Under-20s win World Cup

icon youth19 July ~ Last Saturday evening, France's Under-20 squad celebrated wildly as a 4-1 penalty shootout success over Uruguay brought the nation its first world champions at that age group. Pierre Mankowski's team enabled France to become the first nation to win all of FIFA's five major international titles and reinvigorated enthusiasm for the national team after disappointing performances from the senior side at both World Cup 2010 and Euro 2012. The squad travelled with high hopes, despite losing Real Madrid's Raphaël Varane to injury before the tournament.

Captained by midfield behemoth Paul Pogba, who Manchester United sold to Juventus in 2012, they had a player of high pedigree who had been capped already by Didier Deschamps at senior level. In addition to Pogba, named the tournament's outstanding player, the squad exuded quality.
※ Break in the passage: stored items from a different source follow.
// Copyright 2025 Google LLC
//
// Licensed under the Apache License, Version 2.0 (the "License");
// you may not use this file except in compliance with the License.
// You may obtain a copy of the License at
//
//     https://www.apache.org/licenses/LICENSE-2.0
//
// Unless required by applicable law or agreed to in writing, software
// distributed under the License is distributed on an "AS IS" BASIS,
// WITHOUT WARRANTIES OR CONDITIONS OF ANY KIND, either express or implied.
// See the License for the specific language governing permissions and
// limitations under the License.

//! Response types.
//!
//! This module contains types related to Block Storage service responses.
//! Notably it contains the `Response` type itself. Typically you'll import
//! this type.
//!
//! # Examples
//!
//! Inspecting the result of a request
//!
//! ```no_run
//! # use blockstorage_gax::Result;
//! # use blockstorage_gax::response::Response;
//! // A type representing a service resource, for example, a volume.
//! struct Resource {
//!   // ...
//! }
//!
//! async fn make_service_request(id: &str) -> Result<Response<Resource>> {
//!   // ...
//! # panic!()
//! }
//!
//! # tokio_test::block_on(async {
//! let response = make_service_request("ocid1.volume.oc1..example").await?;
//! if let Some(etag) = response.etag() {
//!     // use the etag in a conditional update
//! }
//! let resource = response.body();
//! # Result::<()>::Ok(()) });
//! ```
//!
//! Creating a response for mocks
//!
//! ```
//! # use blockstorage_gax::Result;
//! # use blockstorage_gax::response::Response;
//! struct Resource {
//!   // ...
//! }
//!
//! fn make_mock_response(body: Resource) -> Result<Response<Resource>> {
//!     Ok(Response::from(body))
//! }
//! ```

use crate::error::OPC_REQUEST_ID;

/// The name of the header carrying the entity tag of a resource.
pub const ETAG: &str = "etag";

/// The name of the header carrying the pagination token in list responses.
pub const OPC_NEXT_PAGE: &str = "opc-next-page";

/// Represents a Block Storage service response.
///
/// A response consists of a body (potentially the unit type), and some
/// metadata, currently just headers.
///
/// Typically you get a response as the result of making a request via the
/// client. You may also create responses directly when mocking the client for
/// your own tests.
#[derive(Clone, Debug)]
pub struct Response<T> {
    parts: Parts,
    body: T,
}

impl<T> Response<T> {
    /// Creates a response from the body.
    ///
    /// # Example
    /// ```
    /// # use blockstorage_gax::response::Response;
    /// #[derive(Clone, Default)]
    /// pub struct Resource {
    ///   // ...
    /// }
    ///
    /// let body = Resource::default();
    /// let response = Response::from(body);
    /// ```
    pub fn from(body: T) -> Self {
        Self {
            body,
            parts: Parts::default(),
        }
    }

    /// Creates a response from the given parts.
    ///
    /// # Example
    /// ```
    /// # use blockstorage_gax::response::Response;
    /// # use blockstorage_gax::response::Parts;
    /// let mut headers = http::HeaderMap::new();
    /// headers.insert("opc-request-id", http::HeaderValue::from_static("abc123"));
    /// let response = Response::from_parts(Parts::new().set_headers(headers), ());
    /// assert_eq!(response.opc_request_id(), Some("abc123"));
    /// ```
    pub fn from_parts(parts: Parts, body: T) -> Self {
        Self { parts, body }
    }

    /// Returns the headers associated with this response.
    ///
    /// # Example
    /// ```
    /// # use blockstorage_gax::response::Response;
    /// let response = Response::from(());
    /// assert!(response.headers().is_empty());
    /// ```
    pub fn headers(&self) -> &http::HeaderMap<http::HeaderValue> {
        &self.parts.headers
    }

    /// Returns the body associated with this response.
    ///
    /// # Example
    /// ```
    /// # use blockstorage_gax::response::Response;
    /// let response = Response::from("test".to_string());
    /// assert_eq!(response.body().as_str(), "test");
    /// ```
    pub fn body(&self) -> &T {
        &self.body
    }

    /// The request id assigned by the service, if present.
    pub fn opc_request_id(&self) -> Option<&str> {
        self.header_str(OPC_REQUEST_ID)
    }

    /// The entity tag of the resource, if present.
    ///
    /// Use this value with `if-match` to make conditional updates and
    /// deletes.
    pub fn etag(&self) -> Option<&str> {
        self.header_str(ETAG)
    }

    /// The token to fetch the next page of a list, if any.
    pub fn next_page(&self) -> Option<&str> {
        self.header_str(OPC_NEXT_PAGE)
    }

    /// Consumes the response returning the metadata, and body.
    ///
    /// # Example
    /// ```
    /// # use blockstorage_gax::response::Response;
    /// let response = Response::from("test".to_string());
    /// let (parts, body) = response.into_parts();
    /// assert_eq!(body.as_str(), "test");
    /// assert!(parts.headers.is_empty());
    /// ```
    pub fn into_parts(self) -> (Parts, T) {
        (self.parts, self.body)
    }

    /// Consumes the response returning only its body.
    ///
    /// # Example
    /// ```
    /// # use blockstorage_gax::response::Response;
    /// let response = Response::from("test".to_string());
    /// let body = response.into_body();
    /// assert_eq!(body.as_str(), "test");
    /// ```
    pub fn into_body(self) -> T {
        self.body
    }

    /// Transforms the body, preserving the metadata.
    ///
    /// # Example
    /// ```
    /// # use blockstorage_gax::response::Response;
    /// let response = Response::from(42).map(|v| v.to_string());
    /// assert_eq!(response.body(), "42");
    /// ```
    pub fn map<U, F>(self, f: F) -> Response<U>
    where
        F: FnOnce(T) -> U,
    {
        Response {
            parts: self.parts,
            body: f(self.body),
        }
    }

    fn header_str(&self, name: &str) -> Option<&str> {
        self.parts.headers.get(name).and_then(|v| v.to_str().ok())
    }
}

/// Component parts of a response.
///
/// The response parts, other than the body, consist of just headers. We
/// anticipate the addition of new fields over time.
///
/// # Example
/// ```
/// # use blockstorage_gax::response::Parts;
/// let mut headers = http::HeaderMap::new();
/// headers.insert(http::header::CONTENT_TYPE, http::HeaderValue::from_static("application/json"));
/// let parts = Parts::new().set_headers(headers.clone());
/// assert_eq!(parts.headers, headers);
/// ```
#[derive(Clone, Debug, Default)]
#[non_exhaustive]
pub struct Parts {
    /// The HTTP headers or the gRPC metadata converted to HTTP headers.
    pub headers: http::HeaderMap<http::HeaderValue>,
}

impl Parts {
    /// Create a new instance.
    pub fn new() -> Self {
        Parts::default()
    }

    /// Set the headers.
    pub fn set_headers<V>(mut self, v: V) -> Self
    where
        V: Into<http::HeaderMap>,
    {
        self.headers = v.into();
        self
    }
}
It is hard to imagine that players such as Bastia midfielder Florian Thauvin, Sevilla defensive-midfielder Geoffrey Kondogbia and left-back Lucas Digne, who has just completed a €15 million (£13m) move to Paris Saint-Germain from Lille, will not join Pogba with Les Bleus on a regular basis. Meanwhile several more, including defenders Kurt Zouma of St Etienne and Lyon's Samuel Umtiti, have the raw potential to be top-level performers.

Heralding the success, Deschamps, who was present in Istanbul to watch live, explained that it was a "very important victory for the future of French football", though he was equally keen to warn that the young players still have "many steps to take". The coach of the senior teams is doubtless aware that predecessors Raymond Domenech and Laurent Blanc were both hindered by the egotism of their squads at recent major tournaments. The most recent case came last summer when the Under-21s crashed out of their European Championship in a disreputable manner as a group of players were caught nightclubbing shortly before a vital play-off match against Norway.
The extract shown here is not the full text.